The choice of arrangement will impact staffing models as well as spatial needs and layout.
A current trend in the healthcare industry is to provide multiple related services in a single location, in support of a continuum of care. This can benefit the patient through ease of access and having a “one-stop shop” and can benefit clinicians by allowing them to perform procedures and see clinic patients at the same location. In addition, complementary services may be provided: Orthopedic practices may include a rehab therapy component, and cardiology practices may have stress testing and diagnostic imaging co-located with procedural centers, to name just two examples.
Other design features impact space requirements as well. Providing hospitality in the form of waiting lounges and nourishment areas; enhanced separation of on-stage and off-stage areas and spacing for pandemic concerns; and providing ancillary services such as retail pharmacy and specimen collection labs, all demand square footage.

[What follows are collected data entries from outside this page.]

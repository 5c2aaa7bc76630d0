//! Content records shown on the site.
//!
//! All records are plain immutable data deserialized once at startup.

use serde::{Deserialize, Serialize};

/// Owner of the site. Singleton.
#[derive(Debug, Clone, PartialEq, Eq, Serialize, Deserialize)]
pub struct PersonalInfo {
    pub name: String,
    pub title: String,
    pub location: String,
    pub email: String,
    #[serde(default, skip_serializing_if = "Option::is_none")]
    pub github: Option<String>,
    #[serde(default, skip_serializing_if = "Option::is_none")]
    pub linkedin: Option<String>,
    pub bio: String,
    #[serde(default, skip_serializing_if = "Option::is_none")]
    pub resume_url: Option<String>,
}

impl PersonalInfo {
    /// `mailto:` link for the contact card
    pub fn mailto(&self) -> String {
        format!("mailto:{}", self.email)
    }

    /// Social links that are present, as `(label, url)` pairs
    pub fn social_links(&self) -> Vec<(&'static str, &str)> {
        let mut links = Vec::new();
        if let Some(ref github) = self.github {
            links.push(("GitHub", github.as_str()));
        }
        if let Some(ref linkedin) = self.linkedin {
            links.push(("LinkedIn", linkedin.as_str()));
        }
        links
    }
}

/// Project category shown as a badge on each project card
#[derive(Debug, Clone, Copy, PartialEq, Eq, Hash, Serialize, Deserialize)]
#[serde(rename_all = "lowercase")]
pub enum ProjectCategory {
    Backend,
    Fullstack,
    Frontend,
    Other,
}

impl ProjectCategory {
    pub fn label(&self) -> &'static str {
        match self {
            ProjectCategory::Backend => "backend",
            ProjectCategory::Fullstack => "fullstack",
            ProjectCategory::Frontend => "frontend",
            ProjectCategory::Other => "other",
        }
    }
}

/// A showcased project
#[derive(Debug, Clone, PartialEq, Eq, Serialize, Deserialize)]
pub struct Project {
    pub id: String,
    pub title: String,
    pub description: String,
    pub long_description: String,
    pub technologies: Vec<String>,
    pub category: ProjectCategory,
    #[serde(default, skip_serializing_if = "Option::is_none")]
    pub github_url: Option<String>,
    #[serde(default, skip_serializing_if = "Option::is_none")]
    pub live_url: Option<String>,
    #[serde(default)]
    pub highlights: Vec<String>,
}

/// How a project card is laid out
#[derive(Debug, Clone, Copy, PartialEq, Eq, Default)]
pub enum ProjectVariant {
    /// Expanded case-study layout for the first project
    Featured,
    #[default]
    Compact,
}

impl ProjectVariant {
    /// Technology chips shown before collapsing the rest into `+N`
    pub fn max_technologies(&self) -> usize {
        match self {
            ProjectVariant::Featured => 8,
            ProjectVariant::Compact => 6,
        }
    }

    pub fn max_highlights(&self) -> usize {
        match self {
            ProjectVariant::Featured => 4,
            ProjectVariant::Compact => 2,
        }
    }

    pub fn shows_long_description(&self) -> bool {
        matches!(self, ProjectVariant::Featured)
    }

    pub fn class(&self) -> &'static str {
        match self {
            ProjectVariant::Featured => "project-card featured",
            ProjectVariant::Compact => "project-card compact",
        }
    }
}

impl Project {
    /// Technologies visible in the given layout
    pub fn visible_technologies(&self, variant: ProjectVariant) -> &[String] {
        let n = self.technologies.len().min(variant.max_technologies());
        &self.technologies[..n]
    }

    /// Count of technologies hidden behind the `+N` badge
    pub fn hidden_technologies(&self, variant: ProjectVariant) -> usize {
        self.technologies
            .len()
            .saturating_sub(variant.max_technologies())
    }

    pub fn visible_highlights(&self, variant: ProjectVariant) -> &[String] {
        let n = self.highlights.len().min(variant.max_highlights());
        &self.highlights[..n]
    }
}

/// End of a date range. `Present` marks an ongoing role.
#[derive(Debug, Clone, PartialEq, Eq, Serialize, Deserialize)]
#[serde(from = "String", into = "String")]
pub enum EndDate {
    Present,
    Date(String),
}

impl EndDate {
    pub fn is_present(&self) -> bool {
        matches!(self, EndDate::Present)
    }

    pub fn as_str(&self) -> &str {
        match self {
            EndDate::Present => "Present",
            EndDate::Date(d) => d,
        }
    }
}

impl From<String> for EndDate {
    fn from(value: String) -> Self {
        if value == "Present" {
            EndDate::Present
        } else {
            EndDate::Date(value)
        }
    }
}

impl From<EndDate> for String {
    fn from(value: EndDate) -> Self {
        match value {
            EndDate::Present => "Present".to_string(),
            EndDate::Date(d) => d,
        }
    }
}

impl std::fmt::Display for EndDate {
    fn fmt(&self, f: &mut std::fmt::Formatter<'_>) -> std::fmt::Result {
        f.write_str(self.as_str())
    }
}

/// A position held
#[derive(Debug, Clone, PartialEq, Eq, Serialize, Deserialize)]
pub struct Experience {
    pub id: String,
    pub company: String,
    pub position: String,
    pub location: String,
    pub start_date: String,
    pub end_date: EndDate,
    pub description: Vec<String>,
    #[serde(default)]
    pub technologies: Vec<String>,
}

/// A degree or course of study
#[derive(Debug, Clone, PartialEq, Eq, Serialize, Deserialize)]
pub struct Education {
    pub id: String,
    pub institution: String,
    pub degree: String,
    pub field: String,
    pub location: String,
    pub start_date: String,
    pub end_date: EndDate,
    #[serde(default)]
    pub description: Vec<String>,
}

/// Skill grouping on the skills section
#[derive(Debug, Clone, Copy, PartialEq, Eq, Hash, Serialize, Deserialize)]
#[serde(rename_all = "lowercase")]
pub enum SkillCategory {
    Backend,
    Frontend,
    Database,
    Tools,
    Other,
}

impl SkillCategory {
    /// Heading shown above the group
    pub fn label(&self) -> &'static str {
        match self {
            SkillCategory::Backend => "Backend",
            SkillCategory::Frontend => "Frontend",
            SkillCategory::Database => "Database",
            SkillCategory::Tools => "Tools & DevOps",
            SkillCategory::Other => "Other",
        }
    }
}

#[derive(Debug, Clone, Copy, PartialEq, Eq, Serialize, Deserialize)]
#[serde(rename_all = "lowercase")]
pub enum Proficiency {
    Expert,
    Advanced,
    Intermediate,
}

impl Proficiency {
    pub fn label(&self) -> &'static str {
        match self {
            Proficiency::Expert => "expert",
            Proficiency::Advanced => "advanced",
            Proficiency::Intermediate => "intermediate",
        }
    }
}

#[derive(Debug, Clone, PartialEq, Eq, Serialize, Deserialize)]
pub struct Skill {
    pub name: String,
    pub category: SkillCategory,
    #[serde(default, skip_serializing_if = "Option::is_none")]
    pub proficiency: Option<Proficiency>,
}

/// Landing view copy: rotating job titles and the headline tech tags
#[derive(Debug, Clone, PartialEq, Eq, Serialize, Deserialize)]
pub struct Hero {
    pub phrases: Vec<String>,
    #[serde(default)]
    pub tech: Vec<String>,
}

#[cfg(test)]
mod tests {
    use super::*;

    fn project(techs: usize, highlights: usize) -> Project {
        Project {
            id: "p".to_string(),
            title: "P".to_string(),
            description: String::new(),
            long_description: String::new(),
            technologies: (0..techs).map(|i| format!("t{}", i)).collect(),
            category: ProjectCategory::Backend,
            github_url: None,
            live_url: None,
            highlights: (0..highlights).map(|i| format!("h{}", i)).collect(),
        }
    }

    #[test]
    fn end_date_present_sentinel() {
        let end: EndDate = serde_json::from_str("\"Present\"").unwrap();
        assert!(end.is_present());
        let end: EndDate = serde_json::from_str("\"2024\"").unwrap();
        assert_eq!(end, EndDate::Date("2024".to_string()));
        assert_eq!(serde_json::to_string(&EndDate::Present).unwrap(), "\"Present\"");
    }

    #[test]
    fn unknown_category_is_rejected() {
        let result: Result<ProjectCategory, _> = serde_json::from_str("\"mobile\"");
        assert!(result.is_err());
        let result: Result<Proficiency, _> = serde_json::from_str("\"novice\"");
        assert!(result.is_err());
    }

    #[test]
    fn variant_limits_technologies() {
        let p = project(10, 0);
        assert_eq!(p.visible_technologies(ProjectVariant::Featured).len(), 8);
        assert_eq!(p.hidden_technologies(ProjectVariant::Featured), 2);
        assert_eq!(p.visible_technologies(ProjectVariant::Compact).len(), 6);
        assert_eq!(p.hidden_technologies(ProjectVariant::Compact), 4);

        let small = project(3, 0);
        assert_eq!(small.hidden_technologies(ProjectVariant::Compact), 0);
    }

    #[test]
    fn variant_limits_highlights() {
        let p = project(0, 5);
        assert_eq!(p.visible_highlights(ProjectVariant::Featured).len(), 4);
        assert_eq!(p.visible_highlights(ProjectVariant::Compact).len(), 2);
        assert!(ProjectVariant::Featured.shows_long_description());
        assert!(!ProjectVariant::Compact.shows_long_description());
    }

    #[test]
    fn social_links_skip_missing() {
        let info = PersonalInfo {
            name: "A".to_string(),
            title: "T".to_string(),
            location: "L".to_string(),
            email: "a@example.com".to_string(),
            github: Some("https://github.com/a".to_string()),
            linkedin: None,
            bio: String::new(),
            resume_url: None,
        };
        assert_eq!(info.social_links(), vec![("GitHub", "https://github.com/a")]);
        assert_eq!(info.mailto(), "mailto:a@example.com");
    }

    #[test]
    fn skill_category_labels() {
        assert_eq!(SkillCategory::Tools.label(), "Tools & DevOps");
        assert_eq!(SkillCategory::Backend.label(), "Backend");
    }
}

As payers and patients continue to push increasingly complex procedures to the ambulatory setting, healthcare providers will face the challenges of setting appropriate strategy, identifying suitable locations, navigating regulatory requirements, and determining whether to build new or renovate. Decisions surrounding these variables will guide planning and design of these ASC facilities. When considering your next ambulatory development, engage architecture, engineering, and construction management partners early to develop a space program and evaluate potential sites. This can allow organizations to take maximum advantage of new development opportunities.
Note:
- Gelbaugh C. “Site-of-care shifts poised to impact providers.” Advisory Board. Nov. 30, 2021. Available from: bit.ly/3rZGacl.